Sometimes the chrome on those bike will surprise you... time to get scraping!

Boy if those 2 could talk right?  Parked somewhere (not too air tight)  at some point in time then....
forgotten!


----------



## 1motime (Sep 3, 2020)

Sometimes the surprise is not always as hoped.  It can only get better though!  Wasn't there a thread about scraping chrome?


----------



## prewarmachine (Sep 3, 2020)

I think I'm going to give them a very careful cleaning and see how they turn out. 
  The man I bought them from said he got them out of a barn..not very air tight...and they were hung up on the wall since around 1982. And he had them in his barn for several years after that.


----------



## prewarmachine (Sep 3, 2020)

I wish I knew how long these two have been together. At least 38 years, but I'm curious if it's been years even before that.


----------



## sworley (Sep 4, 2020)

Give Evaporust a try. The stuff works great and you won't get carpal tunnel from scrubbing with 0000 steel wool for hours.


----------



## JLF (Sep 4, 2020)

Fantastic barn find x 2!


----------



## prewarmachine (Sep 4, 2020)

I'll be looking into the Evaporust for these two. Hopefully they will shine up some!


----------



## prewarmachine (Sep 4, 2020)

Any experts maybe help determine if fenders have been swapped between bikes? I noticed black fender braces on the rear of the Cotton Picker and on the front of the Orange Krate. The Orange Krate front fender has dimples for fork legs and truss rods, but I dont see that being 1969 or 1971 from photos I'm seeing. Anybody have some insight?


----------



## videoranger (Sep 5, 2020)

would go the full disassemble and carefully clean each part. Pin hole rust on Schwinn chrome looks awful when it blooms out over the surface, but careful cleaning can yield some amazing results. Check some old posts on cleaning for some great ideas for chrome and paint cleaning. I recommend using Homax brand fine bronze wool on chrome as it polishes nicely and won't leave scratches on the chrome. If you have a Home Depot nearby, order on line and ship to store for free shipping.
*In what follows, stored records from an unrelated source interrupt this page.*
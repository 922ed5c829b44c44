//! Prometheus metrics definitions and HTTP server

use std::net::SocketAddr;

use http_body_util::Full;
use hyper::body::Bytes;
use hyper::server::conn::http1;
use hyper::service::service_fn;
use hyper::header::{HeaderValue, CONTENT_TYPE};
use hyper::{Request, Response, StatusCode};
use hyper_util::rt::TokioIo;
use prometheus::{
    register_counter_vec, register_histogram_vec, CounterVec, Encoder, HistogramVec, TextEncoder,
};
use tokio::net::TcpListener;
use tracing::{error, info};

lazy_static::lazy_static! {
    /// Total number of reconciliations
    pub static ref RECONCILIATIONS: CounterVec = register_counter_vec!(
        "xstore_backup_operator_reconciliations_total",
        "Total number of reconciliations",
        &["kind"]
    ).unwrap();

    /// Total number of reconciliation errors
    pub static ref RECONCILIATION_ERRORS: CounterVec = register_counter_vec!(
        "xstore_backup_operator_reconciliation_errors_total",
        "Total number of reconciliation errors",
        &["kind"]
    ).unwrap();

    /// Reconciliation duration histogram
    pub static ref RECONCILE_DURATION: HistogramVec = register_histogram_vec!(
        "xstore_backup_operator_reconcile_duration_seconds",
        "Duration of reconciliations in seconds",
        &["kind"],
        vec![0.01, 0.05, 0.1, 0.25, 0.5, 1.0, 2.5, 5.0, 10.0]
    ).unwrap();

    /// Step outcomes by step name
    pub static ref STEP_OUTCOMES: CounterVec = register_counter_vec!(
        "xstore_backup_operator_step_outcomes_total",
        "Step executions by step and outcome",
        &["step", "outcome"]
    ).unwrap();

    /// Phase transitions
    pub static ref PHASE_TRANSITIONS: CounterVec = register_counter_vec!(
        "xstore_backup_operator_phase_transitions_total",
        "Backup phase transitions",
        &["from", "to"]
    ).unwrap();

    /// Jobs created
    pub static ref JOBS_CREATED: CounterVec = register_counter_vec!(
        "xstore_backup_operator_jobs_created_total",
        "Backup jobs created by kind",
        &["kind"]
    ).unwrap();

    /// Jobs deleted
    pub static ref JOBS_DELETED: CounterVec = register_counter_vec!(
        "xstore_backup_operator_jobs_deleted_total",
        "Backup jobs deleted by kind",
        &["kind"]
    ).unwrap();

    /// Finished backups
    pub static ref BACKUPS_FINISHED: CounterVec = register_counter_vec!(
        "xstore_backup_operator_backups_finished_total",
        "Backups that reached the Finished phase",
        &["namespace", "xstore"]
    ).unwrap();

    /// Backups removed by retention
    pub static ref RETENTION_DELETIONS: CounterVec = register_counter_vec!(
        "xstore_backup_operator_retention_deletions_total",
        "Backups deleted by retention policy",
        &["namespace", "xstore"]
    ).unwrap();

    /// Total number of cleanup operations
    pub static ref CLEANUPS: CounterVec = register_counter_vec!(
        "xstore_backup_operator_cleanups_total",
        "Total number of cleanup operations",
        &["kind"]
    ).unwrap();

    /// Operator health (1 = healthy, 0 = unhealthy)
    pub static ref OPERATOR_HEALTH: prometheus::Gauge = prometheus::register_gauge!(
        "xstore_backup_operator_health",
        "Operator health status (1 = healthy, 0 = unhealthy)"
    ).unwrap();
}

/// Start the metrics HTTP server
pub async fn serve(port: u16) -> anyhow::Result<()> {
    let addr = SocketAddr::from(([0, 0, 0, 0], port));
    let listener = TcpListener::bind(addr).await?;
    info!("Metrics server listening on {}", addr);

    // Set initial health
    OPERATOR_HEALTH.set(1.0);

    loop {
        let (stream, _) = listener.accept().await?;
        let io = TokioIo::new(stream);

        tokio::spawn(async move {
            if let Err(e) = http1::Builder::new()
                .serve_connection(io, service_fn(handle_request))
                .await
            {
                error!("Error serving connection: {}", e);
            }
        });
    }
}

/// Handle HTTP requests
async fn handle_request(
    req: Request<hyper::body::Incoming>,
) -> Result<Response<Full<Bytes>>, hyper::Error> {
    let response = match req.uri().path() {
        "/metrics" => metrics_response(),
        "/healthz" | "/health" | "/readyz" | "/ready" => {
            if OPERATOR_HEALTH.get() > 0.0 {
                text_response(StatusCode::OK, "ok")
            } else {
                text_response(StatusCode::SERVICE_UNAVAILABLE, "unhealthy")
            }
        }
        _ => text_response(StatusCode::NOT_FOUND, "Not Found"),
    };

    Ok(response)
}

/// Generate metrics response
fn metrics_response() -> Response<Full<Bytes>> {
    let encoder = TextEncoder::new();
    let metric_families = prometheus::gather();
    let mut buffer = Vec::new();

    if let Err(e) = encoder.encode(&metric_families, &mut buffer) {
        error!("Failed to encode metrics: {}", e);
        return text_response(StatusCode::INTERNAL_SERVER_ERROR, "Failed to encode metrics");
    }

    let mut response = Response::new(Full::new(Bytes::from(buffer)));
    if let Ok(content_type) = HeaderValue::from_str(encoder.format_type()) {
        response.headers_mut().insert(CONTENT_TYPE, content_type);
    }
    response
}

fn text_response(status: StatusCode, body: &'static str) -> Response<Full<Bytes>> {
    let mut response = Response::new(Full::new(Bytes::from_static(body.as_bytes())));
    *response.status_mut() = status;
    response
}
I get a couple of packages at a time as I really like the product for chrome and stainless. Works nice with chrome polish like Mothers or your favorite. Mild Oxalic acid is a favorite for lots of bike folks for cleaning rust.








						Homax Fine Grade Bronze Wool Pads (3-Pack) 123100 - The Home Depot
					

The Homax Products Fine Bronze Wool Pads (3-Pack) can be used to polish smooth, sand and strip wood and metal surfaces. The wool resists corrosion, rust and shedding. The Bronze Wool Pads are great for



					www.homedepot.com
				



Nice finds and looks like a fun project bring them back to clean coolness. They really look untouched.


----------